[Opening Data excerpts section]

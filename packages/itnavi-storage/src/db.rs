use sqlx::{PgPool, postgres::PgPoolOptions};

use crate::{Result, schema};

pub struct Db {
	pub pool: PgPool,
}
impl Db {
	pub async fn connect(cfg: &itnavi_config::Postgres) -> Result<Self> {
		let pool =
			PgPoolOptions::new().max_connections(cfg.pool_max_conns).connect(&cfg.dsn).await?;

		Ok(Self { pool })
	}

	pub async fn ensure_schema(&self) -> Result<()> {
		let sql = schema::render_schema();
		let lock_id: i64 = 20_250_702;
		// Advisory locks are held per connection. Use a single transaction so the lock is scoped to
		// one connection and automatically released when the transaction ends.
		let mut tx = self.pool.begin().await?;

		sqlx::query("SELECT pg_advisory_xact_lock($1)").bind(lock_id).execute(&mut *tx).await?;

		for statement in sql.split(';') {
			let trimmed = statement.trim();

			if trimmed.is_empty() {
				continue;
			}

			sqlx::query(trimmed).execute(&mut *tx).await?;
		}

		tx.commit().await?;

		Ok(())
	}
}
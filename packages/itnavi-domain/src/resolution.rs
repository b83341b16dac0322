//! The entity kinds a search step can resolve to.
//!
//! A step's filter fields are immutable once written. Attaching a case,
//! job, or talent either fills the step's still-empty slot in place or
//! forks a new step that copies every other field, so prior selections
//! are never overwritten and the per-session history stays auditable.

use serde::{Deserialize, Serialize};

#[derive(Clone, Copy, Debug, PartialEq, Eq, Serialize, Deserialize)]
#[serde(rename_all = "snake_case")]
pub enum ResolutionKind {
	Case,
	Job,
	Talent,
}
impl ResolutionKind {
	pub fn as_str(self) -> &'static str {
		match self {
			Self::Case => "case",
			Self::Job => "job",
			Self::Talent => "talent",
		}
	}
}
use serde::Serialize;

use crate::{Error, ItnaviService, Result};
use itnavi_storage::taxonomy::{self, Taxonomy};

#[derive(Clone, Debug, Serialize)]
pub struct TaxonomyItem {
	pub id: i32,
	pub name: String,
}

/// The four case-search taxonomies in one payload, for the issue-selection
/// screen.
#[derive(Clone, Debug, Serialize)]
pub struct IssueOptions {
	pub industries: Vec<TaxonomyItem>,
	pub company_sizes: Vec<TaxonomyItem>,
	pub departments: Vec<TaxonomyItem>,
	pub themes: Vec<TaxonomyItem>,
}

impl ItnaviService {
	pub async fn list_taxonomy(&self, taxonomy: Taxonomy) -> Result<Vec<TaxonomyItem>> {
		let entries = taxonomy::list_visible(&self.db, taxonomy).await?;

		if entries.is_empty() {
			return Err(Error::NotFound {
				message: format!("No visible rows in {}.", taxonomy.table()),
			});
		}

		Ok(entries.into_iter().map(|e| TaxonomyItem { id: e.id, name: e.name }).collect())
	}

	pub async fn all_issues(&self) -> Result<IssueOptions> {
		Ok(IssueOptions {
			industries: self.list_taxonomy(Taxonomy::Industry).await?,
			company_sizes: self.list_taxonomy(Taxonomy::CompanySize).await?,
			departments: self.list_taxonomy(Taxonomy::Department).await?,
			themes: self.list_taxonomy(Taxonomy::Theme).await?,
		})
	}
}
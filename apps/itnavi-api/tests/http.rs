use std::env;

use axum::{
	body::{self, Body},
	http::{Request, StatusCode},
};
use serde_json::Map;
use tower::util::ServiceExt;

use itnavi_api::{routes, state::AppState};
use itnavi_testkit::TestDatabase;

fn test_config(
	dsn: String,
	qdrant_url: String,
	talent_collection: String,
	case_collection: String,
) -> itnavi_config::Config {
	itnavi_config::Config {
		service: itnavi_config::Service {
			http_bind: "127.0.0.1:0".to_string(),
			admin_bind: "127.0.0.1:0".to_string(),
			log_level: "info".to_string(),
		},
		storage: itnavi_config::Storage {
			postgres: itnavi_config::Postgres { dsn, pool_max_conns: 2 },
			qdrant: itnavi_config::Qdrant {
				url: qdrant_url,
				talent_collection,
				case_collection,
				vector_dim: 16,
			},
		},
		providers: itnavi_config::Providers {
			embedding: itnavi_config::EmbeddingProviderConfig {
				enabled: false,
				provider_id: "test".to_string(),
				api_base: "http://127.0.0.1:1".to_string(),
				api_key: "test-key".to_string(),
				path: "/v1/embeddings".to_string(),
				model: "test".to_string(),
				dimensions: 16,
				timeout_ms: 1_000,
				default_headers: Map::new(),
			},
			completion: itnavi_config::CompletionProviderConfig {
				enabled: false,
				provider_id: "test".to_string(),
				api_base: "http://127.0.0.1:1".to_string(),
				api_key: "test-key".to_string(),
				path: "/v1/chat/completions".to_string(),
				model: "test".to_string(),
				temperature: 0.2,
				timeout_ms: 1_000,
				default_headers: Map::new(),
				placeholder_advice: "アドバイス(Sample)".to_string(),
				placeholder_retrieval_query: "いい感じの事例を抽出してください".to_string(),
				sample_document: "# 戦略文書(Sample)".to_string(),
			},
			notify: itnavi_config::NotifyConfig {
				enabled: false,
				url: String::new(),
				timeout_ms: 1_000,
				subject: "[test] subject".to_string(),
			},
		},
		retrieval: itnavi_config::Retrieval { top_k: 4, featured_count: 3 },
		chunking: itnavi_config::Chunking { enabled: true, max_chars: 500, carry_lead_section: true },
	}
}

async fn test_env() -> Option<(TestDatabase, String)> {
	let base_dsn = match itnavi_testkit::env_dsn() {
		Some(value) => value,
		None => {
			eprintln!("Skipping HTTP tests; set ITNAVI_PG_DSN to run this test.");

			return None;
		},
	};
	let qdrant_url = match env::var("ITNAVI_QDRANT_URL") {
		Ok(value) => value,
		Err(_) => {
			eprintln!("Skipping HTTP tests; set ITNAVI_QDRANT_URL to run this test.");

			return None;
		},
	};
	let test_db = TestDatabase::new(&base_dsn).await.expect("Failed to create test database.");

	Some((test_db, qdrant_url))
}

async fn test_state(test_db: &TestDatabase, qdrant_url: String) -> AppState {
	let config = test_config(
		test_db.dsn().to_string(),
		qdrant_url,
		test_db.collection_name("itnavi_http_talent"),
		test_db.collection_name("itnavi_http_case"),
	);

	AppState::new(config).await.expect("Failed to initialize app state.")
}

async fn read_json(response: axum::response::Response) -> serde_json::Value {
	let bytes = body::to_bytes(response.into_body(), usize::MAX)
		.await
		.expect("Failed to read response body.");

	serde_json::from_slice(&bytes).expect("Failed to parse response.")
}

fn json_request(method: &str, uri: &str, payload: serde_json::Value) -> Request<Body> {
	Request::builder()
		.method(method)
		.uri(uri)
		.header("content-type", "application/json")
		.body(Body::from(payload.to_string()))
		.expect("Failed to build request.")
}

#[tokio::test]
#[ignore = "Requires external Postgres and Qdrant. Set ITNAVI_PG_DSN and ITNAVI_QDRANT_URL to run."]
async fn health_ok() {
	let Some((test_db, qdrant_url)) = test_env().await else {
		return;
	};
	let state = test_state(&test_db, qdrant_url).await;
	let app = routes::router(state.clone());
	let _ = routes::admin_router(state);
	let response = app
		.oneshot(
			Request::builder()
				.uri("/health")
				.body(Body::empty())
				.expect("Failed to build request."),
		)
		.await
		.expect("Failed to call /health.");

	assert_eq!(response.status(), StatusCode::OK);

	test_db.cleanup().await.expect("Failed to cleanup test database.");
}

#[tokio::test]
#[ignore = "Requires external Postgres and Qdrant. Set ITNAVI_PG_DSN and ITNAVI_QDRANT_URL to run."]
async fn empty_taxonomy_is_not_found() {
	let Some((test_db, qdrant_url)) = test_env().await else {
		return;
	};
	let state = test_state(&test_db, qdrant_url).await;
	let app = routes::router(state);
	let response = app
		.oneshot(
			Request::builder()
				.uri("/v1/taxonomies/industries")
				.body(Body::empty())
				.expect("Failed to build request."),
		)
		.await
		.expect("Failed to call taxonomy endpoint.");

	assert_eq!(response.status(), StatusCode::NOT_FOUND);

	let json = read_json(response).await;

	assert_eq!(json["error_code"], "not_found");

	test_db.cleanup().await.expect("Failed to cleanup test database.");
}

#[tokio::test]
#[ignore = "Requires external Postgres and Qdrant. Set ITNAVI_PG_DSN and ITNAVI_QDRANT_URL to run."]
async fn case_search_select_and_detail() {
	let Some((test_db, qdrant_url)) = test_env().await else {
		return;
	};
	let state = test_state(&test_db, qdrant_url).await;
	let pool = &state.service.db.pool;

	sqlx::query(
		"INSERT INTO m_industry (industry_id, industry_name, display_order) VALUES (1, '製造', 1)",
	)
	.execute(pool)
	.await
	.expect("Failed to seed industry.");
	sqlx::query(
		"INSERT INTO m_case (case_id, case_name, case_summary, company_summary, \
		 initiative_summary, issue_background, solution_method, display_order) \
		 VALUES (1, 'DX推進事例', '概要', '企業概要', '取組概要', '課題背景', '解決方法', 1)",
	)
	.execute(pool)
	.await
	.expect("Failed to seed case.");
	sqlx::query("INSERT INTO case_industry (case_id, industry_id) VALUES (1, 1)")
		.execute(pool)
		.await
		.expect("Failed to seed case_industry.");

	let app = routes::router(state);
	let response = app
		.clone()
		.oneshot(json_request("POST", "/v1/case-search", serde_json::json!({ "industry_id": 1 })))
		.await
		.expect("Failed to start a case search.");

	assert_eq!(response.status(), StatusCode::OK);

	let step = read_json(response).await;
	let search_id = step["search_id"].as_i64().expect("Missing search_id.");

	assert_eq!(step["search_id_sub"], 1);

	let response = app
		.clone()
		.oneshot(
			Request::builder()
				.uri(format!("/v1/case-search/{search_id}/1/cases"))
				.body(Body::empty())
				.expect("Failed to build request."),
		)
		.await
		.expect("Failed to list cases.");

	assert_eq!(response.status(), StatusCode::OK);

	let cases = read_json(response).await;

	assert_eq!(cases[0]["case_name"], "DX推進事例");

	let response = app
		.clone()
		.oneshot(json_request(
			"POST",
			"/v1/case-search/select",
			serde_json::json!({ "search_id": search_id, "search_id_sub": 1, "case_id": 1 }),
		))
		.await
		.expect("Failed to select a case.");

	assert_eq!(response.status(), StatusCode::OK);
	assert_eq!(read_json(response).await["search_id_sub"], 1);

	let response = app
		.clone()
		.oneshot(
			Request::builder()
				.uri(format!("/v1/case-search/{search_id}/1/detail"))
				.body(Body::empty())
				.expect("Failed to build request."),
		)
		.await
		.expect("Failed to fetch case detail.");

	assert_eq!(response.status(), StatusCode::OK);

	let detail = read_json(response).await;

	assert_eq!(detail["case_name"], "DX推進事例");
	assert_eq!(detail["solution_method"], "解決方法");

	// A second selection on the occupied step forks a new one.
	let response = app
		.clone()
		.oneshot(json_request(
			"POST",
			"/v1/case-search/select",
			serde_json::json!({ "search_id": search_id, "search_id_sub": 1, "case_id": 1 }),
		))
		.await
		.expect("Failed to reselect a case.");

	assert_eq!(response.status(), StatusCode::OK);
	assert_eq!(read_json(response).await["search_id_sub"], 2);

	// Passing the session id appends a refined step instead of opening a new
	// session.
	let response = app
		.oneshot(json_request(
			"POST",
			"/v1/case-search",
			serde_json::json!({ "search_id": search_id, "industry_id": 1, "theme_id": 1 }),
		))
		.await
		.expect("Failed to refine the case search.");

	assert_eq!(response.status(), StatusCode::OK);

	let step = read_json(response).await;

	assert_eq!(step["search_id"], search_id);
	assert_eq!(step["search_id_sub"], 3);

	test_db.cleanup().await.expect("Failed to cleanup test database.");
}

#[tokio::test]
#[ignore = "Requires external Postgres and Qdrant. Set ITNAVI_PG_DSN and ITNAVI_QDRANT_URL to run."]
async fn malformed_email_is_rejected() {
	let Some((test_db, qdrant_url)) = test_env().await else {
		return;
	};
	let state = test_state(&test_db, qdrant_url).await;
	let app = routes::router(state);
	let payload = serde_json::json!({
		"user_name": "山田太郎",
		"company_name": "株式会社テスト",
		"email": "not-an-email",
		"search_id": 1
	});
	let response = app
		.oneshot(json_request("POST", "/v1/users", payload))
		.await
		.expect("Failed to call user registration.");

	assert_eq!(response.status(), StatusCode::BAD_REQUEST);

	let json = read_json(response).await;

	assert_eq!(json["error_code"], "invalid_request");

	test_db.cleanup().await.expect("Failed to cleanup test database.");
}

[Closing Data excerpts section]

_Work item_
Every line above in which the word "format" occurs needs to be copied.

_Task solution_
				message: format!("No visible rows in {}.", taxonomy.table()),
				.uri(format!("/v1/case-search/{search_id}/1/cases"))
				.uri(format!("/v1/case-search/{search_id}/1/detail"))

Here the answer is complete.